§ Source data

● ● ●

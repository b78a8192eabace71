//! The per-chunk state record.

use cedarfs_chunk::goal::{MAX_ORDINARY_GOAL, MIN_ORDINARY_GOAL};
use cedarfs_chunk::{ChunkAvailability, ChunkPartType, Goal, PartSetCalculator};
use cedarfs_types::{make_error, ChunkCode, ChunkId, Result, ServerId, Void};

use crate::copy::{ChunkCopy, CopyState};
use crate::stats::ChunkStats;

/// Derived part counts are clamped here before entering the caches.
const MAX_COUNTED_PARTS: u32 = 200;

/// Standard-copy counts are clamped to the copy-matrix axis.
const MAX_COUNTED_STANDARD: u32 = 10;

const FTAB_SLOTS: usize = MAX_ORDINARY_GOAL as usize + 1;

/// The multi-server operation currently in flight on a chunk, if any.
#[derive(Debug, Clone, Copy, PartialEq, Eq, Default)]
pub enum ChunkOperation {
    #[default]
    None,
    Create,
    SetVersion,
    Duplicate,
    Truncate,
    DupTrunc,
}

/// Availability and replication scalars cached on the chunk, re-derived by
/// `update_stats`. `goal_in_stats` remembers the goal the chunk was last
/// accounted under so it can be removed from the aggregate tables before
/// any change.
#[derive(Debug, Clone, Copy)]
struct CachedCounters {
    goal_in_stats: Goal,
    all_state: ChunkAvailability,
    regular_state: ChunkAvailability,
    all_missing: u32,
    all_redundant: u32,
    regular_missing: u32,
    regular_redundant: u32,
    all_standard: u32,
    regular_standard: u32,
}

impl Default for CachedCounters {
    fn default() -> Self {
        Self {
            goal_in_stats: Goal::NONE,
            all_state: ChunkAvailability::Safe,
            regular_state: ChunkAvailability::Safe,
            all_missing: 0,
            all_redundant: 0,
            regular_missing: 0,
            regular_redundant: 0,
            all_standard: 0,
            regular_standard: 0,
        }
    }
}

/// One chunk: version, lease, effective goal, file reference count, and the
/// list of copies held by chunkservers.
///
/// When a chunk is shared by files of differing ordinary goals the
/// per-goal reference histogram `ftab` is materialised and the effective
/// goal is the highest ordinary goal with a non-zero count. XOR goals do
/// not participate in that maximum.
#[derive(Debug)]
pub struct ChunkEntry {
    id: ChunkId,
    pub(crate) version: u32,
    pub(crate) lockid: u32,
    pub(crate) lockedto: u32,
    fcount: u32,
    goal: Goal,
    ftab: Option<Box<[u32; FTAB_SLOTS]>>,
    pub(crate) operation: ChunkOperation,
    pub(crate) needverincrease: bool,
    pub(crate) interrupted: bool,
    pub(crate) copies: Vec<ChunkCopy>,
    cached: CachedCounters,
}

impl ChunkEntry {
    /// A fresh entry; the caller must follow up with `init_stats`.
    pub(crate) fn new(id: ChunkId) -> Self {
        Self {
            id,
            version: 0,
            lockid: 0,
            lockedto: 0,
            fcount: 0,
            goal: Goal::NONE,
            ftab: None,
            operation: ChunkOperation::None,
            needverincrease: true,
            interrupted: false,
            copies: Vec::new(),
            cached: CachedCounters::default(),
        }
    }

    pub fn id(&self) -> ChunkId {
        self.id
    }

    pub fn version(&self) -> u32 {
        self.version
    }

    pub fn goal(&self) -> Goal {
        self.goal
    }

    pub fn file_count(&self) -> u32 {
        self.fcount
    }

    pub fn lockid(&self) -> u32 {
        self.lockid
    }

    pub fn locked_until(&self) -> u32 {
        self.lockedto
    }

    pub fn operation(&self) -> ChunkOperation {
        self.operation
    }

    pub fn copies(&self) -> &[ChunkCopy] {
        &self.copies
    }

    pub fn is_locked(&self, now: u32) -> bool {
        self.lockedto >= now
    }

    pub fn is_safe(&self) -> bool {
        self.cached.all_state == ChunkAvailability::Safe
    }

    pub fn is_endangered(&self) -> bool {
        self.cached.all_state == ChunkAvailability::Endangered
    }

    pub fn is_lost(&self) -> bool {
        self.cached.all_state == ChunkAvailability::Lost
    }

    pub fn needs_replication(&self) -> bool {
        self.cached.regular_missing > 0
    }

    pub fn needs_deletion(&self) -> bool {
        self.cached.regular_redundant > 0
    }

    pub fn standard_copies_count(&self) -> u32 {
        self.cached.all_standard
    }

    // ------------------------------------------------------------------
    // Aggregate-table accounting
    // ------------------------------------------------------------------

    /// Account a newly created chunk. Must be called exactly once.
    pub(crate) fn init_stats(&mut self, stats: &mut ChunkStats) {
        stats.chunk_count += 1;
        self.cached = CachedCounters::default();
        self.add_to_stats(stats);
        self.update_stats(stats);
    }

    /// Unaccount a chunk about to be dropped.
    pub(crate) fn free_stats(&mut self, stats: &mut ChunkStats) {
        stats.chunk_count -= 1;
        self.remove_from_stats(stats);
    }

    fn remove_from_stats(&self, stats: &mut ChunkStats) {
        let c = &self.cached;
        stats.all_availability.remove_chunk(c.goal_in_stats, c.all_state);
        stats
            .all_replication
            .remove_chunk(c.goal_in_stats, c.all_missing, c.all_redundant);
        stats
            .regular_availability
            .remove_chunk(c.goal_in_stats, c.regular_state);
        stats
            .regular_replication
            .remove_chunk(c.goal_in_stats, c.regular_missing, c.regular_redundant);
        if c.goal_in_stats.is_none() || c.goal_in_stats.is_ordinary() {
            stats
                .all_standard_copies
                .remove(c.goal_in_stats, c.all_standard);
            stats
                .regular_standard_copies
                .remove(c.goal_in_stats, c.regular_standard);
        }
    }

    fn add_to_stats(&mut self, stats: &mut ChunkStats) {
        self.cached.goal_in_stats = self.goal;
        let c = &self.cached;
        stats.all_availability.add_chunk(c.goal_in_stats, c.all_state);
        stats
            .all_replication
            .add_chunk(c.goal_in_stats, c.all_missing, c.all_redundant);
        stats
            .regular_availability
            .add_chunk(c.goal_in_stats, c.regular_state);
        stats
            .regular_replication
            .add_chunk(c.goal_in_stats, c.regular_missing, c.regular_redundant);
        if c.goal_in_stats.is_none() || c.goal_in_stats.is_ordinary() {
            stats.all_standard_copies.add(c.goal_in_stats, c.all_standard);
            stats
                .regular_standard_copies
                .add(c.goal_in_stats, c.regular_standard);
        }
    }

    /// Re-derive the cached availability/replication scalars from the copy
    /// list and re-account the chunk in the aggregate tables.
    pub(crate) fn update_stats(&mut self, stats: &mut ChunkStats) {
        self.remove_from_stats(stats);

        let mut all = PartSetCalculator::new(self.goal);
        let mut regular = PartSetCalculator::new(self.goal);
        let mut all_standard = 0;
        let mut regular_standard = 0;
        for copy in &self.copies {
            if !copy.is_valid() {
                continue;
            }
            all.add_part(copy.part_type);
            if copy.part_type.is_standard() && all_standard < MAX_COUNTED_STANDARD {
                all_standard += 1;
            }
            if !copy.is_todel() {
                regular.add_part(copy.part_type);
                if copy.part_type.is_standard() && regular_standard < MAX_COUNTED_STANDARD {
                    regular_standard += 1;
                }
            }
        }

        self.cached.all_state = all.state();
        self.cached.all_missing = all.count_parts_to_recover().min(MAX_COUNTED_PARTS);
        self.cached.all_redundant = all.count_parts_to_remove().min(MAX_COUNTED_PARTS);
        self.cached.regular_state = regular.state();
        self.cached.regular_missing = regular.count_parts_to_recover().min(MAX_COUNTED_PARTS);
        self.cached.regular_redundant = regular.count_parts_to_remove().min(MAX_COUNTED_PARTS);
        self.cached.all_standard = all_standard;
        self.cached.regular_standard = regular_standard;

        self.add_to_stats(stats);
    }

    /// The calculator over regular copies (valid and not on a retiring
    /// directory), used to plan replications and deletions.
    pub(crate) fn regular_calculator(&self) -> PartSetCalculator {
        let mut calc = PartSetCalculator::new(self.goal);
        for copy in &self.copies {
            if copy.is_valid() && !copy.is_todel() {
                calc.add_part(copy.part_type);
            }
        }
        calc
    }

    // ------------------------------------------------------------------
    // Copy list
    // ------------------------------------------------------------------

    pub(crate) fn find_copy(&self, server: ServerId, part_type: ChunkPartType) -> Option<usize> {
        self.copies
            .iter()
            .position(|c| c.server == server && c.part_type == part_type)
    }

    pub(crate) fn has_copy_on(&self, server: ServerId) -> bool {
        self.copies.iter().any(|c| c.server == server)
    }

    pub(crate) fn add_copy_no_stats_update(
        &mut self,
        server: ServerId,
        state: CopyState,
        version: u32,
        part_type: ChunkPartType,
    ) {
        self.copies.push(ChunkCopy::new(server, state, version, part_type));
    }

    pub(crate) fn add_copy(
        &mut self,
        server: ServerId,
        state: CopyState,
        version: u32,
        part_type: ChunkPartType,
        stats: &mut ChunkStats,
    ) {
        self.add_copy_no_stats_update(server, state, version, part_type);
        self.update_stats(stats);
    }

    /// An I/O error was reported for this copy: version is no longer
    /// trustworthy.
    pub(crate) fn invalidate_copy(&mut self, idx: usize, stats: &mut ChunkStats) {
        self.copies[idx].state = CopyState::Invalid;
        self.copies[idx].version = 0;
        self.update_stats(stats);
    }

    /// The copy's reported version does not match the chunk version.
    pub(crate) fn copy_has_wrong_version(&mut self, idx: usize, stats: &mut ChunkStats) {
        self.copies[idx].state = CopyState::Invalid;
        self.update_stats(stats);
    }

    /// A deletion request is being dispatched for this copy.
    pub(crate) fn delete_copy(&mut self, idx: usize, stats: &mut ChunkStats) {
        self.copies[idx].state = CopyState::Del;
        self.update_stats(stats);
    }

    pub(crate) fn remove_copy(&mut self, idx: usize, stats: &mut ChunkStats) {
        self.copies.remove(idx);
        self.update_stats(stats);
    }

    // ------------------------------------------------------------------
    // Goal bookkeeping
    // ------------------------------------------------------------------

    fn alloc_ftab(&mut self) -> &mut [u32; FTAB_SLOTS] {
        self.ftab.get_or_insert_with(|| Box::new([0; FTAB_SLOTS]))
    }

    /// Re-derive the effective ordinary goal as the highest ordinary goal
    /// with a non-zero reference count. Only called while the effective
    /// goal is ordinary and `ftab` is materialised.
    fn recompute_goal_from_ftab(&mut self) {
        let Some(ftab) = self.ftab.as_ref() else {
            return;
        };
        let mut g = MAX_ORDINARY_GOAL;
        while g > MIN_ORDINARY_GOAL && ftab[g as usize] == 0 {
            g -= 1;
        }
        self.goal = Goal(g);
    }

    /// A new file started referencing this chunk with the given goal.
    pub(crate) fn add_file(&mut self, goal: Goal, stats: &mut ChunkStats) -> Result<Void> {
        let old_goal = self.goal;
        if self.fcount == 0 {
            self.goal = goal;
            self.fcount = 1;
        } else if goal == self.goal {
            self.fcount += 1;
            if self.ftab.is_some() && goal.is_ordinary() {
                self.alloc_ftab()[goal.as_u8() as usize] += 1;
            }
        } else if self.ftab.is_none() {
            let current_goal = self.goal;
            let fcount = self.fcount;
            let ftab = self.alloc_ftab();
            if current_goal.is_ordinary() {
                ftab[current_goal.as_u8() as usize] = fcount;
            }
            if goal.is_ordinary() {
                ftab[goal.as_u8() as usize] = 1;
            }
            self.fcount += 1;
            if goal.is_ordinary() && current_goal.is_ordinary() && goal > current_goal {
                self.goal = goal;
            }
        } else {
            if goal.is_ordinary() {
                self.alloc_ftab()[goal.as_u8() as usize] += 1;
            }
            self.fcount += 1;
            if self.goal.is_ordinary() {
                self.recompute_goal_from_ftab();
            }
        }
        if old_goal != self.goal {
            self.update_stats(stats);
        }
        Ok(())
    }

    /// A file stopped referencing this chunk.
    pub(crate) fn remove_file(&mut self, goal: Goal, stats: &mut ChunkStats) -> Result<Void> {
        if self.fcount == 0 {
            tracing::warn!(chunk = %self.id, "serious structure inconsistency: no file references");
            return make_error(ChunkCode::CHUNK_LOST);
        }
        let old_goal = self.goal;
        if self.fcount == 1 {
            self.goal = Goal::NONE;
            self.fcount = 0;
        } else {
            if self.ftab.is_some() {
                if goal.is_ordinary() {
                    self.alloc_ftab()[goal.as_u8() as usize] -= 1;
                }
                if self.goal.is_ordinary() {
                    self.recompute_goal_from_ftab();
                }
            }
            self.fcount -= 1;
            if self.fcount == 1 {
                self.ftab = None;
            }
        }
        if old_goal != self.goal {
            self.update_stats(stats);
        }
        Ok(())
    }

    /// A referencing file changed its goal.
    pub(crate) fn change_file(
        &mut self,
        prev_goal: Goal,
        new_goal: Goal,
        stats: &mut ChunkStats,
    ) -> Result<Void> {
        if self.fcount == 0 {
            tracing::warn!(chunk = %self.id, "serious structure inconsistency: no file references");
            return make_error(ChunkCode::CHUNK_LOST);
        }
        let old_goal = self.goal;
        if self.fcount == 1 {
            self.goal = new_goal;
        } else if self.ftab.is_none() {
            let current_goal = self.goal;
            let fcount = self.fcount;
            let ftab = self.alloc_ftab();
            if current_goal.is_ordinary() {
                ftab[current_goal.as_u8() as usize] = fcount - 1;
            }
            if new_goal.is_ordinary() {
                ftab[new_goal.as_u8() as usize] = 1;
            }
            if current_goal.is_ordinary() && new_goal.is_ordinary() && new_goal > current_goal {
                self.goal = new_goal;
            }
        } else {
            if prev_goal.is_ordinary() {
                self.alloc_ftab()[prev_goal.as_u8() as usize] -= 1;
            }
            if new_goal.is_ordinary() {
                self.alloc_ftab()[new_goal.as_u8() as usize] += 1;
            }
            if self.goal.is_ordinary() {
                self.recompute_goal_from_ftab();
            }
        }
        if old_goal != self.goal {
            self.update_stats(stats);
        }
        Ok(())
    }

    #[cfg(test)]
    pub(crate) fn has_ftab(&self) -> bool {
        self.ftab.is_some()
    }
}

● ● ●

§ Aim of the exercise
How many lines of the listing above hold "referencing"? Answer with the number alone.

§ Response for this exercise
3